== Segment start ==
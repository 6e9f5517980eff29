//! spotify-token - one-time Spotify authorization for dashfeed
//!
//! 1. Put SPOTIFY_CLIENT_ID and SPOTIFY_CLIENT_SECRET in `.env`
//! 2. Register `http://127.0.0.1:8888/callback` as a redirect URI of the app
//! 3. Run `spotify-token`, log in and approve in the browser
//! 4. Copy the printed SPOTIFY_REFRESH_TOKEN into `.env`

use axum::{
    extract::{Query, State},
    http::StatusCode,
    response::{Html, IntoResponse, Response},
    routing::get,
    Router,
};
use clap::Parser;
use std::collections::HashMap;
use std::net::{Ipv4Addr, SocketAddr};
use std::process::Command;
use tokio::net::TcpListener;
use tokio::sync::{mpsc, oneshot};

use dashfeed::cli::{client_credentials, TokenCli};
use dashfeed::config::Config;
use dashfeed::data::spotify_auth::{authorize_url, redirect_uri, CallbackOutcome, CodeExchange};
use dashfeed::logging;

const GOT_IT_PAGE: &str =
    "<h1>Got it!</h1><p>Check your terminal for the refresh token. You can close this tab.</p>";
const DENIED_PAGE: &str = "<h1>Authorization denied</h1><p>You can close this tab.</p>";

#[derive(Clone)]
struct CallbackState {
    outcome_tx: mpsc::Sender<CallbackOutcome>,
}

#[tokio::main]
async fn main() -> Result<(), Box<dyn std::error::Error>> {
    let cli = TokenCli::parse();
    logging::init_logging("warn", false);

    let config = Config::load(cli.env_file.as_deref())?;
    let (client_id, client_secret) = match client_credentials(&config.spotify) {
        Ok(credentials) => credentials,
        Err(e) => {
            eprintln!("{e}");
            std::process::exit(1);
        }
    };

    let redirect = redirect_uri(cli.port);
    let auth_url = authorize_url(&client_id, &redirect)?;

    let addr = SocketAddr::from((Ipv4Addr::LOCALHOST, cli.port));
    let listener = TcpListener::bind(addr).await?;
    let (outcome_tx, mut outcome_rx) = mpsc::channel(1);
    let (shutdown_tx, shutdown_rx) = oneshot::channel::<()>();

    let app = Router::new()
        .route("/callback", get(callback_handler))
        .fallback(|| async { StatusCode::NOT_FOUND })
        .with_state(CallbackState { outcome_tx });
    let server = tokio::spawn(async move {
        axum::serve(listener, app)
            .with_graceful_shutdown(async {
                let _ = shutdown_rx.await;
            })
            .await
    });

    println!("\nLocal server started on http://{addr}");
    println!("Authorize dashfeed here:\n\n{auth_url}\n");
    if !cli.no_browser {
        if let Err(e) = open_browser(auth_url.as_str()) {
            eprintln!("Could not open a browser ({e}), open the URL above manually.");
        }
    }

    let outcome = outcome_rx
        .recv()
        .await
        .ok_or("callback listener stopped unexpectedly")?;

    let exit_code = match outcome {
        CallbackOutcome::Code(code) => {
            let exchange = CodeExchange::new(reqwest::Client::new(), client_id, client_secret);
            match exchange.exchange(&code, &redirect).await {
                Ok(refresh_token) => {
                    println!("\nSuccess! Add this to your .env file:\n");
                    println!("SPOTIFY_REFRESH_TOKEN={refresh_token}");
                    0
                }
                Err(e) => {
                    eprintln!("\nError: {e}");
                    1
                }
            }
        }
        CallbackOutcome::Denied(error) => {
            eprintln!("\nAuthorization denied: {error}");
            1
        }
        CallbackOutcome::Empty => 1,
    };

    let _ = shutdown_tx.send(());
    let _ = server.await;
    std::process::exit(exit_code);
}

async fn callback_handler(
    State(state): State<CallbackState>,
    Query(params): Query<HashMap<String, String>>,
) -> Response {
    let outcome = CallbackOutcome::from_query(&params);
    let page = match outcome {
        CallbackOutcome::Code(_) => GOT_IT_PAGE,
        CallbackOutcome::Denied(_) => DENIED_PAGE,
        CallbackOutcome::Empty => return StatusCode::NOT_FOUND.into_response(),
    };

    // Only the first callback matters; later ones find the channel full or closed.
    let _ = state.outcome_tx.try_send(outcome);
    Html(page).into_response()
}

/// Opens `url` in the system browser
fn open_browser(url: &str) -> std::io::Result<()> {
    #[cfg(target_os = "windows")]
    let mut command = {
        let mut c = Command::new("cmd");
        c.args(["/C", "start", "", url]);
        c
    };

    #[cfg(target_os = "macos")]
    let mut command = {
        let mut c = Command::new("open");
        c.arg(url);
        c
    };

    #[cfg(not(any(target_os = "windows", target_os = "macos")))]
    let mut command = {
        let mut c = Command::new("xdg-open");
        c.arg(url);
        c
    };

    command.spawn().map(|_| ())
}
== Segment end ==
▶ Assignment
A bare number is all that is asked for: the count of lines above that include "dashfeed".

▶ Solution to this exercise
6